§ Dataset records:
——————————
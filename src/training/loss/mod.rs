//! Loss functions for decision-map fusion training
//!
//! # Key Components
//!
//! - **L1Loss**: mean absolute error between prediction and target
//! - **DiceLoss**: overlap loss over the whole batch
//! - **Ssim**: structural similarity with a Gaussian window
//! - **CompositeLoss**: the fixed weighted combination used for training
//!
//! # Usage
//! ```rust,ignore
//! use dmfusion::training::loss::CompositeLoss;
//!
//! let loss_fn = CompositeLoss::new(&device, false)?;
//! let loss = loss_fn.forward(&batch.decision_map, &prediction)?;
//! ```

pub mod pixel;
pub mod ssim;
pub mod composition;

pub use composition::{CompositeLoss, LossBreakdown, DICE_WEIGHT, L1_WEIGHT, SSIM_WEIGHT};
pub use pixel::{DiceLoss, L1Loss};
pub use ssim::Ssim;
——————————
§ Problem statement: Starting from the line containing "pub mod ssim;" and ending with the final line of the data, reproduce each line exactly as it appears, including no other lines.

§ Result below:
pub mod ssim;
pub mod composition;

pub use composition::{CompositeLoss, LossBreakdown, DICE_WEIGHT, L1_WEIGHT, SSIM_WEIGHT};
pub use pixel::{DiceLoss, L1Loss};
pub use ssim::Ssim;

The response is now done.